S Corp Dividends: Tax Rate, Distribution Options, and Traps

S Corp Dividends

S-Corporation taxation can be confusing, and there is a lot of misinformation out there.  To ensure your doing it correctly, read on.

Table of Contents

  • What is the S Corp Distribution Tax Rate?

  • How LLCs Are Normally Taxed?

  • What is an S-Corp?

  • Dividends vs salary?

  • S Corporation Shareholders Taxation

  • Assigning a Fair Salary

  • The Exceptions to the Rule

What is the S Corp Distribution Tax Rate?

The simplest answer is there is none.  Zero, nada.  The term S Corp Distribution Tax Rate is fake news.  That is not to say that distributions from S-Corporations are not taxable, but there is not uniform tax rate.

S-Corporations are pass through entities which means that income or loss from the entity pass through to the individuals shareholders.  Generally, whether a shareholder actually receives distributions from the S-Corporations is irrelevant to the taxation, although there is a notable exceptions covered below in The Exceptions to the Rule.

How LLCs Are Normally Taxed?

LLC's are legal entities formed at the state level.  When you create a new LLC, you have the option to choose how you want to be taxed by the Internal Revenue Service.  State and local options vary.

There are four options:

  • Sole proprietorship

  • Partnership

  • C-Corporation

  • S-Corporation

You can read more about how to form an LLC and make tax elections in this article.

What is an S-Corp?

One of the options for LLC's is to be taxed as an S-Corporation.  S-Corporations generally pay no federal income tax, and the resulting business income or loss is reported by the individual shareholders on their individual returns.

In order to be taxed as an S Corporation, you must meet certain eligibility requirements set by the IRS.  Assuming you meet this requirements, you can elect S-Corporation status by filing Form 2553 with the Internal Revenue Service.

You can read more about the eligibility requirements and filing Form 2553 in this article.  Remember, state and local rules vary, so consult a qualified tax expert about your situation.

Dividends vs salary?

One way to lower a shareholder's individual income tax is to take money out of the corporation as a dividend instead of salary.  Shareholders should take a W-2 wage (salary) from their S-Corporation if it is profitable.  Not doing so is a big red flag for the IRS.  Wages are subject to FICA tax, the equivalent of Self Employment tax.  Dividends are not subject to SE tax for an S-Corporation.

The key is what ratio.  This is a grey area with the Internal Revenue Service.  For more information on threading that needle, read this article.

S Corporation Shareholders Taxation

Business activity from an S-Corporation are reported on Schedule K-1 of Form 1120S.  The activity flows through to the shareholder exactly as it is classified in the company.  For instance, interest income is separated from ordinary income, or rental activity.

When the individual income tax return is prepared, the various items on the K-1 are input on Form 1040 and are taxed accordingly.
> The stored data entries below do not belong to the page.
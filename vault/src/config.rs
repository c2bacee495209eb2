//! Client cache and lease scheduler configuration.
//!
//! Both configurations can be loaded from the operator environment and
//! validated at startup, or built programmatically with `with_*` methods.

use crate::cache::{DEFAULT_CLIENT_CACHE_SIZE, DEFAULT_OBJECT_KEY_CACHE_SIZE};
use crate::error::{VaultError, VaultResult};
use crate::lock::DEFAULT_LOCK_STRIPES;
use rust_common::{HttpConfig, PlatformError};
use std::env;
use std::fmt;
use std::str::FromStr;
use std::time::Duration;

/// Namespace used when `OPERATOR_NAMESPACE` is unset.
pub const DEFAULT_OPERATOR_NAMESPACE: &str = "vault-secrets-operator-system";

/// Default remaining-validity threshold for cached clients.
pub const DEFAULT_EXPIRY_THRESHOLD: Duration = Duration::from_secs(5 * 60);

/// Default percentage of a lease's duration after which it is renewed.
pub const DEFAULT_RENEWAL_PERCENT: u8 = 67;

/// Upper bound for the renewal percentage.
pub const MAX_RENEWAL_PERCENT: u8 = 90;

/// How client sessions are persisted across operator restarts.
#[derive(Debug, Clone, Copy, PartialEq, Eq, Default)]
pub enum PersistenceModel {
    /// Never persist or restore.
    #[default]
    None,
    /// Persist sessions, encrypted when the auth names a transit key.
    DirectUnencrypted,
    /// Persist only sessions that can be encrypted.
    DirectEncrypted,
}

impl PersistenceModel {
    /// Name used in configuration.
    #[must_use]
    pub const fn as_str(&self) -> &'static str {
        match self {
            Self::None => "none",
            Self::DirectUnencrypted => "direct-unencrypted",
            Self::DirectEncrypted => "direct-encrypted",
        }
    }

    /// Whether sessions are persisted at all.
    #[must_use]
    pub const fn is_enabled(&self) -> bool {
        !matches!(self, Self::None)
    }

    /// Whether persisted sessions must be encrypted.
    #[must_use]
    pub const fn requires_encryption(&self) -> bool {
        matches!(self, Self::DirectEncrypted)
    }
}

impl FromStr for PersistenceModel {
    type Err = VaultError;

    fn from_str(s: &str) -> Result<Self, Self::Err> {
        match s.trim().to_lowercase().as_str() {
            "" | "none" => Ok(Self::None),
            "direct-unencrypted" => Ok(Self::DirectUnencrypted),
            "direct-encrypted" => Ok(Self::DirectEncrypted),
            other => Err(VaultError::config(format!("Invalid persistence model: {other}"))),
        }
    }
}

impl fmt::Display for PersistenceModel {
    fn fmt(&self, f: &mut fmt::Formatter<'_>) -> fmt::Result {
        f.write_str(self.as_str())
    }
}

/// Whether renewal is skipped after the operator pod changes.
#[derive(Debug, Clone, Copy, PartialEq, Eq, Default)]
pub enum RenewalStrategy {
    /// Always renew when the horizon is reached.
    Always,
    /// Skip renewal while the lease is still valid after a pod change.
    #[default]
    SuppressOnPodChange,
}

impl RenewalStrategy {
    /// Name used in configuration.
    #[must_use]
    pub const fn as_str(&self) -> &'static str {
        match self {
            Self::Always => "always",
            Self::SuppressOnPodChange => "suppress-on-pod-change",
        }
    }
}

impl FromStr for RenewalStrategy {
    type Err = VaultError;

    fn from_str(s: &str) -> Result<Self, Self::Err> {
        match s.trim().to_lowercase().as_str() {
            "always" => Ok(Self::Always),
            "" | "suppress-on-pod-change" => Ok(Self::SuppressOnPodChange),
            other => Err(VaultError::config(format!("Invalid renewal strategy: {other}"))),
        }
    }
}

/// Client cache manager configuration.
#[derive(Debug, Clone)]
pub struct ClientCacheConfig {
    /// Namespace holding default auth/connection objects and cache records
    pub operator_namespace: String,
    /// Client cache capacity
    pub client_cache_size: usize,
    /// Object key cache capacity
    pub object_key_cache_size: usize,
    /// Minimum remaining validity for a cached client to be reused
    pub expiry_threshold: Duration,
    /// Number of lock stripes; one gives a single global lock
    pub lock_stripes: usize,
    /// Deadline applied to each `get_client` call
    pub request_timeout: Duration,
    /// Session persistence model
    pub persistence_model: PersistenceModel,
    /// HTTP settings for Vault clients
    pub http: HttpConfig,
}

impl Default for ClientCacheConfig {
    fn default() -> Self {
        Self {
            operator_namespace: DEFAULT_OPERATOR_NAMESPACE.to_string(),
            client_cache_size: DEFAULT_CLIENT_CACHE_SIZE,
            object_key_cache_size: DEFAULT_OBJECT_KEY_CACHE_SIZE,
            expiry_threshold: DEFAULT_EXPIRY_THRESHOLD,
            lock_stripes: DEFAULT_LOCK_STRIPES,
            request_timeout: Duration::from_secs(30),
            persistence_model: PersistenceModel::None,
            http: HttpConfig::default(),
        }
    }
}

impl ClientCacheConfig {
    /// Create a configuration for `operator_namespace`.
    #[must_use]
    pub fn new(operator_namespace: impl Into<String>) -> Self {
        Self {
            operator_namespace: operator_namespace.into(),
            ..Default::default()
        }
    }

    /// Load configuration from environment variables.
    ///
    /// # Errors
    ///
    /// Returns an error if a variable is set but invalid.
    pub fn from_env() -> VaultResult<Self> {
        Self::from_lookup(|name| env::var(name).ok())
    }

    /// Load configuration through an arbitrary variable lookup.
    ///
    /// # Errors
    ///
    /// Returns an error if a variable is set but invalid.
    pub fn from_lookup(lookup: impl Fn(&str) -> Option<String>) -> VaultResult<Self> {
        let mut config = Self::default();
        if let Some(ns) = lookup("OPERATOR_NAMESPACE").filter(|ns| !ns.trim().is_empty()) {
            config.operator_namespace = ns.trim().to_string();
        }
        if let Some(size) = lookup("VSO_CLIENT_CACHE_SIZE") {
            config.client_cache_size = parse_var("VSO_CLIENT_CACHE_SIZE", &size)?;
        }
        if let Some(model) = lookup("VSO_CLIENT_CACHE_PERSISTENCE_MODEL") {
            config.persistence_model = model.parse()?;
        }
        config.validate()?;
        Ok(config)
    }

    /// Validate the configuration.
    ///
    /// # Errors
    ///
    /// Returns [`VaultError::Config`] for zero cache sizes or an empty
    /// operator namespace.
    pub fn validate(&self) -> VaultResult<()> {
        if self.operator_namespace.is_empty() {
            return Err(VaultError::config("operator namespace must not be empty"));
        }
        if self.client_cache_size == 0 || self.object_key_cache_size == 0 {
            return Err(VaultError::config("cache sizes must be greater than zero"));
        }
        Ok(())
    }

    /// Set the client cache capacity.
    #[must_use]
    pub const fn with_client_cache_size(mut self, size: usize) -> Self {
        self.client_cache_size = size;
        self
    }

    /// Set the object key cache capacity.
    #[must_use]
    pub const fn with_object_key_cache_size(mut self, size: usize) -> Self {
        self.object_key_cache_size = size;
        self
    }

    /// Set the reuse threshold.
    #[must_use]
    pub const fn with_expiry_threshold(mut self, threshold: Duration) -> Self {
        self.expiry_threshold = threshold;
        self
    }

    /// Set the number of lock stripes.
    #[must_use]
    pub const fn with_lock_stripes(mut self, stripes: usize) -> Self {
        self.lock_stripes = stripes;
        self
    }

    /// Set the per-call deadline.
    #[must_use]
    pub const fn with_request_timeout(mut self, timeout: Duration) -> Self {
        self.request_timeout = timeout;
        self
    }

    /// Set the persistence model.
    #[must_use]
    pub const fn with_persistence_model(mut self, model: PersistenceModel) -> Self {
        self.persistence_model = model;
        self
    }

    /// Set the HTTP settings for Vault clients.
    #[must_use]
    pub fn with_http(mut self, http: HttpConfig) -> Self {
        self.http = http;
        self
    }
}

/// Lease scheduler configuration.
#[derive(Debug, Clone)]
pub struct LeaseSchedulerConfig {
    /// Renewal suppression strategy
    pub strategy: RenewalStrategy,
    /// Percentage of the lease duration after which to renew (1-90)
    pub renewal_percent: u8,
    /// Name of the pod running this operator instance
    pub runtime_pod_name: String,
}

impl Default for LeaseSchedulerConfig {
    fn default() -> Self {
        Self {
            strategy: RenewalStrategy::default(),
            renewal_percent: DEFAULT_RENEWAL_PERCENT,
            runtime_pod_name: String::new(),
        }
    }
}

impl LeaseSchedulerConfig {
    /// Configuration for the pod named `runtime_pod_name`.
    #[must_use]
    pub fn new(runtime_pod_name: impl Into<String>) -> Self {
        Self {
            runtime_pod_name: runtime_pod_name.into(),
            ..Default::default()
        }
    }

    /// Load configuration from environment variables.
    ///
    /// # Errors
    ///
    /// Returns an error if a variable is set but invalid.
    pub fn from_env() -> VaultResult<Self> {
        Self::from_lookup(|name| env::var(name).ok())
    }

    /// Load configuration through an arbitrary variable lookup.
    ///
    /// # Errors
    ///
    /// Returns an error if a variable is set but invalid.
    pub fn from_lookup(lookup: impl Fn(&str) -> Option<String>) -> VaultResult<Self> {
        let mut config = Self::default();
        if let Some(pod) = lookup("OPERATOR_POD_NAME") {
            config.runtime_pod_name = pod.trim().to_string();
        }
        if let Some(strategy) = lookup("VSO_RENEWAL_STRATEGY") {
            config.strategy = strategy.parse()?;
        }
        if let Some(percent) = lookup("VSO_RENEWAL_PERCENT") {
            config = config.with_renewal_percent(parse_var("VSO_RENEWAL_PERCENT", &percent)?);
        }
        Ok(config)
    }

    /// Set the suppression strategy.
    #[must_use]
    pub const fn with_strategy(mut self, strategy: RenewalStrategy) -> Self {
        self.strategy = strategy;
        self
    }

    /// Set the renewal percentage (clamped to 1-90).
    #[must_use]
    pub fn with_renewal_percent(mut self, percent: u8) -> Self {
        self.renewal_percent = percent.clamp(1, MAX_RENEWAL_PERCENT);
        self
    }

    /// Set the runtime pod name.
    #[must_use]
    pub fn with_runtime_pod_name(mut self, name: impl Into<String>) -> Self {
        self.runtime_pod_name = name.into();
        self
    }
}

fn parse_var<T: FromStr>(name: &str, value: &str) -> VaultResult<T>
where
    T::Err: fmt::Display,
{
    value
        .trim()
        .parse::<T>()
        .map_err(|e| VaultError::from(PlatformError::invalid_config(name, e.to_string())))
}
It should be noted that operating income from an S-Corporation is not subject to the the net investment income tax.

Assigning a Fair Salary

The IRS says that shareholders must take a reasonable salary for the work they do for the business.  Reasonable is not defined anywhere, although the IRS does provide some guidelines.  You can read all about the subject in this article.

The Exceptions to the Rule

When you take distributions from an S-Corporation where there are no profits, you potentially run into a distribution in excess of shareholder's stock basis.  These distributions are reported on the shareholder's income tax return as income subject to capital gain.

Distributions in excess of tax basis occur when there are distributions that exceed the accumulated profits of the corporation and contributed capital  For example if  you contributed $100k to start your company, and made $200k in taxable income over the next two years, and distributions in excess of $300k would be subject to the capital gains tax.

Conclusion

S-Corporations are a great way to lower your personal tax liability, but doing so requires proper setup and careful planning.  If your business has net income of $50k and up, it is definitely a strategy worth pursuing. Make sure you use a qualified tax professional to keep from unwanted tax implications.